[Collected data entries]
= Beginning of Section =

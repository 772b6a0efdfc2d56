//! Tunnel states and daemon events.

use std::fmt;

/// VPN tunnel state (NMVpnConnectionState)
#[derive(Debug, Clone, Copy, PartialEq, Eq, Hash)]
pub enum VpnState {
    Unknown,
    PreparingToConnect,
    NeedsCredentials,
    BeingEstablished,
    GettingIpAddress,
    Active,
    Failed,
    Disconnected,
}

impl VpnState {
    /// Decode a NetworkManager state code. Unknown codes map to `Unknown`.
    pub fn from_u32(code: u32) -> Self {
        match code {
            1 => VpnState::PreparingToConnect,
            2 => VpnState::NeedsCredentials,
            3 => VpnState::BeingEstablished,
            4 => VpnState::GettingIpAddress,
            5 => VpnState::Active,
            6 => VpnState::Failed,
            7 => VpnState::Disconnected,
            _ => VpnState::Unknown,
        }
    }

    /// Check if the tunnel is up
    pub fn is_active(&self) -> bool {
        matches!(self, VpnState::Active)
    }

    /// Check if this state ends a connection attempt
    pub fn is_terminal(&self) -> bool {
        matches!(
            self,
            VpnState::Active | VpnState::Failed | VpnState::Disconnected
        )
    }
}

impl fmt::Display for VpnState {
    fn fmt(&self, f: &mut fmt::Formatter<'_>) -> fmt::Result {
        fmt::Debug::fmt(self, f)
    }
}

/// Reason attached to a tunnel state change (NMVpnConnectionStateReason)
#[derive(Debug, Clone, Copy, PartialEq, Eq, Hash)]
pub enum VpnStateReason {
    Unknown,
    NotProvided,
    UserDisconnected,
    DeviceDisconnected,
    ServiceStopped,
    IpConfigInvalid,
    ConnectTimeout,
    ServiceStartTimeout,
    ServiceStartFailed,
    NoSecrets,
    LoginFailed,
    ConnectionRemoved,
    MasterFailed,
    DeviceLinkFailed,
    DeviceDisappeared,
}

impl VpnStateReason {
    pub fn from_u32(code: u32) -> Self {
        match code {
            1 => VpnStateReason::NotProvided,
            2 => VpnStateReason::UserDisconnected,
            3 => VpnStateReason::DeviceDisconnected,
            4 => VpnStateReason::ServiceStopped,
            5 => VpnStateReason::IpConfigInvalid,
            6 => VpnStateReason::ConnectTimeout,
            7 => VpnStateReason::ServiceStartTimeout,
            8 => VpnStateReason::ServiceStartFailed,
            9 => VpnStateReason::NoSecrets,
            10 => VpnStateReason::LoginFailed,
            11 => VpnStateReason::ConnectionRemoved,
            12 => VpnStateReason::MasterFailed,
            13 => VpnStateReason::DeviceLinkFailed,
            14 => VpnStateReason::DeviceDisappeared,
            _ => VpnStateReason::Unknown,
        }
    }
}

/// Everything the reconnect supervisor reacts to
///
/// Port subscriptions push these into the daemon's channel; the loop
/// handles them one at a time in arrival order.
#[derive(Debug, Clone, PartialEq, Eq)]
pub enum DaemonEvent {
    /// The monitored tunnel changed state
    VpnStateChanged {
        state: VpnState,
        reason: VpnStateReason,
    },
    /// Global network state changed (NMState code)
    NetworkStateChanged(u32),
    SessionLocked,
    SessionUnlocked,
    /// `true` when shutdown is about to start
    PrepareForShutdown(bool),
    /// `true` before sleep, `false` after resume
    PrepareForSleep(bool),
    /// Scheduled reconnect attempt is due
    RetryActivation,
}

impl DaemonEvent {
    pub fn vpn(state: u32, reason: u32) -> Self {
        DaemonEvent::VpnStateChanged {
            state: VpnState::from_u32(state),
            reason: VpnStateReason::from_u32(reason),
        }
    }
}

= End of Section =

Show every line from the entries that includes the word "MasterFailed".

    MasterFailed,
            12 => VpnStateReason::MasterFailed,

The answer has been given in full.